// ABOUTME: Condition type and movement direction enumerations shared by analysis and storage
// ABOUTME: Names round-trip through Display/FromStr for database columns and JSON payloads
//
// SPDX-License-Identifier: MIT OR Apache-2.0
// Copyright (c) 2025 Pierre Fitness Intelligence

use std::fmt;
use std::str::FromStr;

use serde::{Deserialize, Serialize};

use crate::errors::{AppError, AppResult};

/// Conditions raised while evaluating frames against an exercise
#[derive(
    Debug, Clone, Copy, PartialEq, Eq, PartialOrd, Ord, Hash, Serialize, Deserialize,
)]
pub enum ConditionType {
    // Raised by a state
    /// Angle above the optimal maximum
    MaxOptAngle,
    /// Angle below the optimal minimum
    MinOptAngle,
    /// Angle increasing where it should decrease
    Increase,
    /// Angle decreasing where it should increase
    Decrease,
    /// Angle drifting where it should hold
    NotSteady,
    /// Too long in the current state
    MaxStateTimeout,
    /// Left (or about to leave) the state too early
    MinStateTimeout,
    /// Nothing wrong in this frame
    OptimalForm,
    /// Angular change faster than allowed
    FastMovement,
    /// Angular change slower than required
    SlowMovement,
    /// Angle outside the safe range for the joint
    JointOverload,
    /// Angle away from the symmetry reference
    SymmetryDeviation,
    /// Movement started (entered the start state)
    ExerciseInit,

    // Raised by the state machine
    /// Returned to the rest state
    EndOfRepetition,
    /// All repetitions of a serie completed
    EndOfSet,
    /// All series completed
    EndOfExercise,
    /// Set duration exceeded
    SetTime,
    /// Rest between repetitions not respected
    RestTime,
    /// Rest between series exceeded
    RestOverTime,
    /// Erratic acceleration
    AccelerationSpikes,
    /// Range of motion below the optimal span
    RangeOfMotionDeficit,
    /// Exercise duration exceeded
    ExerciseOvertime,
    /// Left a state; value carries the time spent in it
    EndOfMovementPhase,
}

impl ConditionType {
    /// Every variant, in declaration order
    pub const ALL: [Self; 23] = [
        Self::MaxOptAngle,
        Self::MinOptAngle,
        Self::Increase,
        Self::Decrease,
        Self::NotSteady,
        Self::MaxStateTimeout,
        Self::MinStateTimeout,
        Self::OptimalForm,
        Self::FastMovement,
        Self::SlowMovement,
        Self::JointOverload,
        Self::SymmetryDeviation,
        Self::ExerciseInit,
        Self::EndOfRepetition,
        Self::EndOfSet,
        Self::EndOfExercise,
        Self::SetTime,
        Self::RestTime,
        Self::RestOverTime,
        Self::AccelerationSpikes,
        Self::RangeOfMotionDeficit,
        Self::ExerciseOvertime,
        Self::EndOfMovementPhase,
    ];

    /// Storage name
    #[must_use]
    pub const fn as_str(self) -> &'static str {
        match self {
            Self::MaxOptAngle => "MaxOptAngle",
            Self::MinOptAngle => "MinOptAngle",
            Self::Increase => "Increase",
            Self::Decrease => "Decrease",
            Self::NotSteady => "NotSteady",
            Self::MaxStateTimeout => "MaxStateTimeout",
            Self::MinStateTimeout => "MinStateTimeout",
            Self::OptimalForm => "OptimalForm",
            Self::FastMovement => "FastMovement",
            Self::SlowMovement => "SlowMovement",
            Self::JointOverload => "JointOverload",
            Self::SymmetryDeviation => "SymmetryDeviation",
            Self::ExerciseInit => "ExerciseInit",
            Self::EndOfRepetition => "EndOfRepetition",
            Self::EndOfSet => "EndOfSet",
            Self::EndOfExercise => "EndOfExercise",
            Self::SetTime => "SetTime",
            Self::RestTime => "RestTime",
            Self::RestOverTime => "RestOverTime",
            Self::AccelerationSpikes => "AccelerationSpikes",
            Self::RangeOfMotionDeficit => "RangeOfMotionDeficit",
            Self::ExerciseOvertime => "ExerciseOvertime",
            Self::EndOfMovementPhase => "EndOfMovementPhase",
        }
    }

    /// Whether a state (as opposed to the state machine) raises this condition
    #[must_use]
    pub const fn is_state_condition(self) -> bool {
        matches!(
            self,
            Self::MaxOptAngle
                | Self::MinOptAngle
                | Self::Increase
                | Self::Decrease
                | Self::NotSteady
                | Self::MaxStateTimeout
                | Self::MinStateTimeout
                | Self::OptimalForm
                | Self::FastMovement
                | Self::SlowMovement
                | Self::JointOverload
                | Self::SymmetryDeviation
                | Self::ExerciseInit
        )
    }
}

impl fmt::Display for ConditionType {
    fn fmt(&self, f: &mut fmt::Formatter<'_>) -> fmt::Result {
        f.write_str(self.as_str())
    }
}

impl FromStr for ConditionType {
    type Err = AppError;

    fn from_str(s: &str) -> AppResult<Self> {
        Self::ALL
            .into_iter()
            .find(|kind| kind.as_str() == s.trim())
            .ok_or_else(|| AppError::invalid_input(format!("Unknown condition type '{s}'")))
    }
}

/// Expected evolution of a line's angle inside a state
#[derive(Debug, Clone, Copy, Default, PartialEq, Eq, Hash, Serialize, Deserialize)]
pub enum Direction {
    /// Angle must grow
    Increase,
    /// Angle must shrink
    Decrease,
    /// Angle must hold near the maximum
    Steady,
    /// Angle must stay near the symmetry reference
    Symmetrical,
    /// No expectation
    #[default]
    NotMatter,
}

impl Direction {
    /// Storage name
    #[must_use]
    pub const fn as_str(self) -> &'static str {
        match self {
            Self::Increase => "Increase",
            Self::Decrease => "Decrease",
            Self::Steady => "Steady",
            Self::Symmetrical => "Symmetrical",
            Self::NotMatter => "NotMatter",
        }
    }
}

impl fmt::Display for Direction {
    fn fmt(&self, f: &mut fmt::Formatter<'_>) -> fmt::Result {
        f.write_str(self.as_str())
    }
}

impl FromStr for Direction {
    type Err = AppError;

    fn from_str(s: &str) -> AppResult<Self> {
        match s.trim().to_lowercase().as_str() {
            "increase" => Ok(Self::Increase),
            "decrease" => Ok(Self::Decrease),
            "steady" => Ok(Self::Steady),
            "symmetrical" => Ok(Self::Symmetrical),
            "notmatter" | "not_matter" | "" => Ok(Self::NotMatter),
            other => Err(AppError::invalid_input(format!(
                "Unknown direction '{other}'"
            ))),
        }
    }
}

#[cfg(test)]
mod tests {
    use super::*;

    #[test]
    fn test_condition_names_round_trip() {
        for kind in ConditionType::ALL {
            assert_eq!(kind.as_str().parse::<ConditionType>().unwrap(), kind);
        }
        assert!("Wobble".parse::<ConditionType>().is_err());
    }

    #[test]
    fn test_direction_accepts_legacy_spelling() {
        assert_eq!("Not_matter".parse::<Direction>().unwrap(), Direction::NotMatter);
        assert_eq!("STEADY".parse::<Direction>().unwrap(), Direction::Steady);
    }
}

= = = =

Each line of the data that holds the word "OptimalForm" should be copied.

YOUR RESPONSE »
    OptimalForm,
        Self::OptimalForm,
            Self::OptimalForm => "OptimalForm",
                | Self::OptimalForm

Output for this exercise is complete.